The number is 50 times the 75,000 that had voted at this time in 2016, according to the United States Elections Project, which compiles early voting data.
The unprecedented pace of early voting numbers, USEP believes, indicates a possible record turnout for the showdown between President Donald Trump and Democratic challenger Joe Biden.
The shift has been driven by an expansion of early and mail-in voting in many states as a safe way to cast a ballot during the coronavirus pandemic and an eagerness to weigh in on the political future of Trump, said Michael McDonald of the University of Florida, who administers the project.
“We’ve never seen this many people voting so far ahead of an election,” McDonald said.
“People cast their ballots when they make up their minds, and we know that many people made up their minds long ago and already have a judgment about Trump.”
The early surge has led McDonald to predict a record turnout of about 150 million, representing 65% of eligible voters, the highest rate since 1908.
Biden leads Trump in national opinion polls, although surveys in crucial battleground states indicate a tighter race.
The numbers reported so far come from 31 states, McDonald said, and will grow rapidly as more states begin early in-person voting and report absentee mail-in totals in the next few weeks.
All but about a half-dozen states allow some level of early in-person voting.

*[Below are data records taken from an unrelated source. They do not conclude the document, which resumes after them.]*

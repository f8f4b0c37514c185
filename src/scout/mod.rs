// src/scout/mod.rs
pub mod dedup;
pub mod error;
pub mod freshness;
pub mod providers;
pub mod scoring;
pub mod snapshot;
pub mod types;

use anyhow::{Context, Result};
use chrono::Utc;
use metrics::{counter, describe_counter, describe_gauge, describe_histogram, gauge, histogram};
use once_cell::sync::OnceCell;
use tracing::{debug, info, warn};

use crate::config::ScoutSettings;
use crate::scout::dedup::{dedup_first_wins, rank_and_truncate};
use crate::scout::snapshot::SnapshotSink;
use crate::scout::types::{
    Opportunity, Query, ResultSnapshot, SearchHit, SearchOptions, SearchProvider,
};

/// Number of entries in the end-of-run summary.
pub const SUMMARY_TOP_N: usize = 5;

/// One-time metrics registration (so series show up in exports).
fn ensure_metrics_described() {
    static ONCE: OnceCell<()> = OnceCell::new();
    ONCE.get_or_init(|| {
        describe_counter!("scout_queries_total", "Search queries issued to the provider.");
        describe_counter!(
            "scout_query_errors_total",
            "Provider calls that failed and contributed no results."
        );
        describe_counter!("scout_hits_total", "Raw hits returned by the provider.");
        describe_counter!(
            "scout_admitted_total",
            "Hits scoring at or above the admission threshold."
        );
        describe_counter!(
            "scout_dedup_total",
            "Opportunities dropped as duplicates of an earlier URL."
        );
        describe_histogram!("scout_query_ms", "Provider call latency in milliseconds.");
        describe_gauge!("scout_snapshot_size", "Opportunities in the last written snapshot.");
        describe_gauge!("scout_last_run_ts", "Unix ts when the last snapshot was written.");
    });
}

/// Normalize provider text: decode entities, strip tags, collapse whitespace.
pub fn normalize_text(s: &str) -> String {
    // 1) HTML entity decode
    let mut out = html_escape::decode_html_entities(s).to_string();

    // 2) Strip HTML tags (Brave wraps matches in <strong>)
    static RE_TAGS: OnceCell<regex::Regex> = OnceCell::new();
    let re_tags = RE_TAGS.get_or_init(|| regex::Regex::new(r"(?is)</?[^>]+>").expect("tag regex"));
    out = re_tags.replace_all(&out, "").to_string();

    // 3) Collapse whitespace
    static RE_WS: OnceCell<regex::Regex> = OnceCell::new();
    let re_ws = RE_WS.get_or_init(|| regex::Regex::new(r"\s+").expect("ws regex"));
    out = re_ws.replace_all(&out, " ").trim().to_string();

    // 4) Length cap: 1000 chars
    if out.chars().count() > 1000 {
        out = out.chars().take(1000).collect();
    }

    out
}

fn normalize_hit(hit: SearchHit) -> SearchHit {
    SearchHit {
        title: normalize_text(&hit.title),
        url: hit.url.trim().to_string(),
        description: normalize_text(&hit.description),
        published_age: hit.published_age,
    }
}

/// First `max` chars of `s`, with an ellipsis when cut.
pub(crate) fn truncate_chars(s: &str, max: usize) -> String {
    if s.chars().count() <= max {
        return s.to_string();
    }
    let mut out: String = s.chars().take(max).collect();
    out.push('…');
    out
}

/// What a run produced.
#[derive(Debug, Clone, PartialEq)]
pub enum RunOutcome {
    /// Configuration validated; no provider calls, nothing written.
    DryRun { queries: usize },
    /// Snapshot built and stored.
    Completed(ResultSnapshot),
}

/// Counters for one collection pass.
#[derive(Debug, Clone, Default, PartialEq)]
pub struct Batch {
    pub opportunities: Vec<Opportunity>,
    pub hits: usize,
    pub failed_queries: usize,
}

/// Issue every query in order, score each hit, keep those at/above the threshold.
/// A failing query is logged and contributes nothing.
pub async fn collect(
    provider: &dyn SearchProvider,
    queries: &[Query],
    settings: &ScoutSettings,
) -> Batch {
    ensure_metrics_described();

    let opts = SearchOptions {
        count: settings.results_per_query,
        freshness: settings.freshness.clone(),
    };
    let mut batch = Batch::default();

    for (i, query) in queries.iter().enumerate() {
        if i > 0 && !settings.delay.is_zero() {
            tokio::time::sleep(settings.delay).await;
        }

        counter!("scout_queries_total").increment(1);
        let t0 = std::time::Instant::now();
        let result = provider.search(&query.text, &opts).await;
        histogram!("scout_query_ms").record(t0.elapsed().as_secs_f64() * 1_000.0);

        let hits = match result {
            Ok(h) => h,
            Err(e) => {
                warn!(
                    target: "scout",
                    provider = provider.name(),
                    category = %query.category,
                    query = %truncate_chars(&query.text, 40),
                    error = %e,
                    "search failed, skipping query"
                );
                counter!("scout_query_errors_total").increment(1);
                batch.failed_queries += 1;
                continue;
            }
        };

        counter!("scout_hits_total").increment(hits.len() as u64);
        batch.hits += hits.len();

        let scanned_at = Utc::now();
        let mut admitted = 0usize;
        for hit in hits.into_iter().map(normalize_hit) {
            if hit.url.is_empty() {
                debug!(target: "scout", title = %truncate_chars(&hit.title, 60), "hit without url dropped");
                continue;
            }
            let b = scoring::score_at(&hit, query, scanned_at);
            debug!(
                target: "scout",
                score = b.total,
                raw = b.raw,
                freshness = b.freshness,
                matched = ?b.matched,
                denied = ?b.denied,
                url = %hit.url,
                "scored hit"
            );
            if b.total >= settings.min_score {
                admitted += 1;
                batch
                    .opportunities
                    .push(Opportunity::from_hit(hit, query, b.total, scanned_at));
            }
        }
        counter!("scout_admitted_total").increment(admitted as u64);

        info!(
            target: "scout",
            category = %query.category,
            query = %truncate_chars(&query.text, 40),
            admitted,
            "query done"
        );
    }

    batch
}

/// Dedup (first wins), rank and cap.
pub fn rank(opportunities: Vec<Opportunity>, max_total: usize) -> Vec<Opportunity> {
    let (unique, dropped) = dedup_first_wins(opportunities);
    counter!("scout_dedup_total").increment(dropped as u64);
    rank_and_truncate(unique, max_total)
}

/// Collect and rank into a snapshot without persisting it.
pub async fn run_once(
    provider: &dyn SearchProvider,
    queries: &[Query],
    settings: &ScoutSettings,
) -> ResultSnapshot {
    let batch = collect(provider, queries, settings).await;
    let opportunities = rank(batch.opportunities, settings.max_total);

    info!(
        target: "scout",
        queries = queries.len(),
        failed = batch.failed_queries,
        hits = batch.hits,
        kept = opportunities.len(),
        "scan finished"
    );

    ResultSnapshot {
        generated_at: Utc::now(),
        total_queries: queries.len(),
        total_results: opportunities.len(),
        opportunities,
    }
}

/// Full run: scan, persist, summarize. In dry-run mode only the config is reported.
/// The only error surfaced is a failed snapshot write.
pub async fn execute(
    provider: &dyn SearchProvider,
    queries: &[Query],
    settings: &ScoutSettings,
    sink: &dyn SnapshotSink,
    dry_run: bool,
) -> Result<RunOutcome> {
    if dry_run {
        info!(target: "scout", queries = queries.len(), "dry run: configuration loaded, no searches issued");
        for q in queries {
            info!(
                target: "scout",
                category = %q.category,
                source = %q.source,
                weight = q.weight,
                query = %q.text,
                "configured query"
            );
        }
        return Ok(RunOutcome::DryRun {
            queries: queries.len(),
        });
    }

    info!(target: "scout", queries = queries.len(), provider = provider.name(), "scout run starting");
    let snapshot = run_once(provider, queries, settings).await;

    sink.store(&snapshot)
        .await
        .with_context(|| format!("writing snapshot to {}", sink.describe()))?;

    gauge!("scout_snapshot_size").set(snapshot.opportunities.len() as f64);
    gauge!("scout_last_run_ts").set(snapshot.generated_at.timestamp() as f64);
    info!(
        target: "scout",
        results = snapshot.total_results,
        destination = %sink.describe(),
        "snapshot written"
    );

    for line in summary_lines(&snapshot, SUMMARY_TOP_N) {
        info!(target: "scout", "{line}");
    }

    Ok(RunOutcome::Completed(snapshot))
}

/// Human-readable top-N lines, highest score first.
pub fn summary_lines(snapshot: &ResultSnapshot, n: usize) -> Vec<String> {
    if snapshot.opportunities.is_empty() {
        return vec!["no opportunities above threshold".to_string()];
    }
    snapshot
        .opportunities
        .iter()
        .take(n)
        .enumerate()
        .map(|(i, o)| {
            format!(
                "#{} [{}] {} ({}) {}",
                i + 1,
                o.score,
                truncate_chars(&o.title, 80),
                o.category,
                o.url
            )
        })
        .collect()
}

The percentage of voters who cast their ballot at a voting machine on Election Day already had been in steady decline before this year, according to the U.S. Election Assistance Commission, a federal agency.
The total number of early or mail-in votes more than doubled from nearly 25 million in 2004 to 57 million in 2016, it said, representing an increase from one in five of all ballots cast to two in five of all ballots cast.